En pleno entierro y mientras los amigos proclaman su sed de venganza, apareció ella para alegar en su defensa:
“Entiéndase de aquí en adelante que si alguno por mí muriere, no muere de celoso ni desdichado, porque quien a nadie quiere a ninguno debe dar celos, que los desengaños no se han de tomar en cuenta de desdenes”.

“Si a Grisóstomo –así se llamaba- mató su impaciencia y arrojado deseo, ¿por qué se ha de culpar mi honesto proceder y recato?.

“Tengo libre condición y no gusto de sujetarme a nadie; no engaño a este ni solicito aquel; ni burlo con uno ni me entretengo con el otro”.

Con estas y parecidas razones dejó a sus acusadores sin habla y cuando después de algunas palabras más quiso internarse en el bosque, algunos pretendieron seguirla con no santas intenciones, “lo cual visto por don Quijote, pareciéndole que allí venía bien usar de su caballería socorriendo a las doncellas menesterosas, puesta la mano en el puño de su espada, en altas a inteligibles voces dijo:

“Ninguna persona, de cualquier estado y condición que sea, se atreva a seguir a la bella Marcela so pena de caer en la furiosa indignación mía”.

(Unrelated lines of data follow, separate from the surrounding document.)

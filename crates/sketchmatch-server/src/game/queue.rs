use std::collections::VecDeque;

use sketchmatch_lib::{ConnectionId, Role};

/// The two FIFO waiting lists, one per role.
///
/// Enqueueing does not deduplicate; the store refuses a second role declaration before it gets here.
#[derive(Debug, Default)]
pub struct RoleQueues {
    drawers: VecDeque<ConnectionId>,
    guessers: VecDeque<ConnectionId>,
}

impl RoleQueues {
    fn queue(&self, role: Role) -> &VecDeque<ConnectionId> {
        match role {
            Role::Drawer => &self.drawers,
            Role::Guesser => &self.guessers,
        }
    }

    fn queue_mut(&mut self, role: Role) -> &mut VecDeque<ConnectionId> {
        match role {
            Role::Drawer => &mut self.drawers,
            Role::Guesser => &mut self.guessers,
        }
    }

    pub fn enqueue(&mut self, role: Role, connection_id: ConnectionId) {
        self.queue_mut(role).push_back(connection_id);
    }

    /// Removes every occurrence of `connection_id` from `role`'s queue. Returns how many were removed.
    pub fn remove(&mut self, role: Role, connection_id: ConnectionId) -> usize {
        let queue = self.queue_mut(role);
        let before = queue.len();
        queue.retain(|&id| id != connection_id);
        before - queue.len()
    }

    #[cfg(test)]
    pub fn front(&self, role: Role) -> Option<ConnectionId> {
        self.queue(role).front().copied()
    }

    pub fn pop(&mut self, role: Role) -> Option<ConnectionId> {
        self.queue_mut(role).pop_front()
    }

    /// Return a popped id to the head of its queue.
    pub fn push_front(&mut self, role: Role, connection_id: ConnectionId) {
        self.queue_mut(role).push_front(connection_id);
    }

    #[cfg(test)]
    pub fn contains(&self, role: Role, connection_id: ConnectionId) -> bool {
        self.queue(role).contains(&connection_id)
    }

    pub fn len(&self, role: Role) -> usize {
        self.queue(role).len()
    }

    /// True when a drawer and a guesser are both waiting.
    pub fn can_pair(&self) -> bool {
        !self.drawers.is_empty() && !self.guessers.is_empty()
    }
}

Así cumplió el caballero de La Mancha una de sus últimas misiones autoimpuestas, antes de retornar a casa para iniciar pronto su segunda salida sin dar oído a quienes trataban de retenerlo.

Sobre la edición moderna de El Quijote (hay varias, en esta columna nos referimos a la de Francisco Rico), tiene la virtud de que nos lo pone fácil –el texto- en el sentido de haber sido traducido al lenguaje moderno sin faltar al deber de fidelidad hacia el escrito de Cervantes.

Además, entrega al lector poco habituado a los usos y costumbres del lenguaje del siglo de oro, unas valiosas notas que lo pondrán sobre la pista de los significados y expresiones de la época.

También a los habituados, porque con sus notas a cada capítulo, el editor contribuye a refrescar la memoria sobre los nombres ya olvidados del mundo clásico que aparecen en el texto cervantino.

Propongo dejarlo en este punto para continuar leyendo las aventuras del caballero andante que, en su aparente locura de rescatar la honrosa y extinguida tradición de la caballería, fue sembrando, sabiéndolo o no, ideas que florecerían en los siglos posteriores.